Exercise objective: Scan the records for the word "gauge". Report each line where it occurs.

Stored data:

┏━━

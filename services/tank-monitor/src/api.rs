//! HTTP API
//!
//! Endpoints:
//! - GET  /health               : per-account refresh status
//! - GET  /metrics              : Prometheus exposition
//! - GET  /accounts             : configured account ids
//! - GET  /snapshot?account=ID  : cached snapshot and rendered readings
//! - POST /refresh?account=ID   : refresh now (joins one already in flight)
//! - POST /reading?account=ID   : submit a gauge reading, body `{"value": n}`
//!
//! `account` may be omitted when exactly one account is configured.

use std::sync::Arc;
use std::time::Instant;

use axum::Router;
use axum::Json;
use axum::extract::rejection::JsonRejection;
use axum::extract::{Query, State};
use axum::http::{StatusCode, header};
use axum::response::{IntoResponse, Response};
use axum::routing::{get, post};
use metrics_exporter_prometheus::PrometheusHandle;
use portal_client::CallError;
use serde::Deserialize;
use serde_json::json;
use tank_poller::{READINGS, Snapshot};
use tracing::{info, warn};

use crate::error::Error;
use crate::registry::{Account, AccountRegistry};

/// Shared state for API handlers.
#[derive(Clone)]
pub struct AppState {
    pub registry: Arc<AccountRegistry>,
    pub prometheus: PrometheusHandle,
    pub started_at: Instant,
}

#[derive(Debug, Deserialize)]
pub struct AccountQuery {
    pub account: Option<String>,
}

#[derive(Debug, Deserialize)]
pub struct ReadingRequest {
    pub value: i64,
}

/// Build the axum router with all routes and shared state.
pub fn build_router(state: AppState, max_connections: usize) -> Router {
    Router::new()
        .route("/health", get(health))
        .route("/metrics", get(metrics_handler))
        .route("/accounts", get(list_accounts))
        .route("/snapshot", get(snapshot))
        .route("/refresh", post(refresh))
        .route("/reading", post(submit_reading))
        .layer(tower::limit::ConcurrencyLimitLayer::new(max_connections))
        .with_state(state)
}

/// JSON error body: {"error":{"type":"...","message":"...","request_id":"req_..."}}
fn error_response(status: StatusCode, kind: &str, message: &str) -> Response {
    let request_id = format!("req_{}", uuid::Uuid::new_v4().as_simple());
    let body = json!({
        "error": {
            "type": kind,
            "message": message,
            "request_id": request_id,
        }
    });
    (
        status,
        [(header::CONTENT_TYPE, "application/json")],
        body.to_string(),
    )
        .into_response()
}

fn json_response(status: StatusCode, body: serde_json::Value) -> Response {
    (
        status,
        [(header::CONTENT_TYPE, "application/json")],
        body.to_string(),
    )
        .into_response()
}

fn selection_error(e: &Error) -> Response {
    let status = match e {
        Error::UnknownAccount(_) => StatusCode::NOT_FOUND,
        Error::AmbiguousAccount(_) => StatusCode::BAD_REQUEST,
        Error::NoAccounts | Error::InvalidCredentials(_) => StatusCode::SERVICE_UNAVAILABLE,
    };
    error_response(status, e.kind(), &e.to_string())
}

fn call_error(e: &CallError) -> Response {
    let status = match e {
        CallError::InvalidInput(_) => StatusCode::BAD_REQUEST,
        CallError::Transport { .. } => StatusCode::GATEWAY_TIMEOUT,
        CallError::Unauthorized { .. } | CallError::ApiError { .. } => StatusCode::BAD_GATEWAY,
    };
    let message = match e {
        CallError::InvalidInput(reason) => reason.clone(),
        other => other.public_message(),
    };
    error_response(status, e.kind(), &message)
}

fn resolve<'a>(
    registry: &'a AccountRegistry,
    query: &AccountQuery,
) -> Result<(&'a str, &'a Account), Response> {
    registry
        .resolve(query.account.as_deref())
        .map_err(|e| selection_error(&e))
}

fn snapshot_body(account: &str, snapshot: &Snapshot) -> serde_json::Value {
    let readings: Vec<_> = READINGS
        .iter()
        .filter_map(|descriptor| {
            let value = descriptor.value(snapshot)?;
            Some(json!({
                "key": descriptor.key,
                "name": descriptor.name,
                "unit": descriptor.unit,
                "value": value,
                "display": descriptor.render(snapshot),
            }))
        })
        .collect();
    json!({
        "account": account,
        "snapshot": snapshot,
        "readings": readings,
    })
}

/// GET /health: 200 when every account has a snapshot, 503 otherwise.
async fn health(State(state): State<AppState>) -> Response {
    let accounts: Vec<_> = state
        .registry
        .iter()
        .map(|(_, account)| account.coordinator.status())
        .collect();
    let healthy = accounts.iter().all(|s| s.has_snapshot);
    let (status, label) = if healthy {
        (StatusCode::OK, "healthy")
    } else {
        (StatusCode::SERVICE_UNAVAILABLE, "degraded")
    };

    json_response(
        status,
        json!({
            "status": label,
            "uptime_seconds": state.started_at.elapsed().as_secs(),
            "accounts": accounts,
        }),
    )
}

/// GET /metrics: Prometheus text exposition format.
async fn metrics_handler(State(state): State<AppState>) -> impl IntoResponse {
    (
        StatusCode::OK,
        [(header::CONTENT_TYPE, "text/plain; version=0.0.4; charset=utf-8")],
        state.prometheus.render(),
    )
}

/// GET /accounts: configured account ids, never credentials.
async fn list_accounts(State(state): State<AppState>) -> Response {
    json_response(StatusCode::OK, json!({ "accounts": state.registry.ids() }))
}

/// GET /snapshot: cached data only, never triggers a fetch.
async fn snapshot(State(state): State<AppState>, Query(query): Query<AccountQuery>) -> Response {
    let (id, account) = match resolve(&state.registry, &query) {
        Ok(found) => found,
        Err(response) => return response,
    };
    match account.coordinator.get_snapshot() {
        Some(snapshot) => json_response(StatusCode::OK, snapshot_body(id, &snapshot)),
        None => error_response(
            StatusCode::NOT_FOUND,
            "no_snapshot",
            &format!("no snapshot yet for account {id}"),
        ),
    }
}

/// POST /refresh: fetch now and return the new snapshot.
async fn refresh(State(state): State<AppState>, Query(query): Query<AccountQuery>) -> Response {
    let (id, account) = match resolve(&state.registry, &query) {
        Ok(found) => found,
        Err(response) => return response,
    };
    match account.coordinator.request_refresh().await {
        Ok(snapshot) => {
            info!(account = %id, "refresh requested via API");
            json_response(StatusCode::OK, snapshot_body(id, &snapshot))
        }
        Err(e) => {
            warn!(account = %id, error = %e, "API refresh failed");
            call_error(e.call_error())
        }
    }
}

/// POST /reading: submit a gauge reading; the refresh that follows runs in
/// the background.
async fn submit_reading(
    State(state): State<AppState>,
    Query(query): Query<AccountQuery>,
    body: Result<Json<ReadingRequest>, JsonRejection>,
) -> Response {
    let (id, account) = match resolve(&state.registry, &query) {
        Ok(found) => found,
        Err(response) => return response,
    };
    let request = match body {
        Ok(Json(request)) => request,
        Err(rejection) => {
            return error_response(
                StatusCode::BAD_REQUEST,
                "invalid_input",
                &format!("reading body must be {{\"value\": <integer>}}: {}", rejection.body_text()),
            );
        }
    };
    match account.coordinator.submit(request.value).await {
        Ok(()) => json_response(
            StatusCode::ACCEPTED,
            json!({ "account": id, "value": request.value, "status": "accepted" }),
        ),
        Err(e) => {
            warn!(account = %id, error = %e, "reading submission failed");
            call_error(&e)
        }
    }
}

┗━━

Solution to the exercise:
//! - POST /reading?account=ID   : submit a gauge reading, body `{"value": n}`
/// POST /reading: submit a gauge reading; the refresh that follows runs in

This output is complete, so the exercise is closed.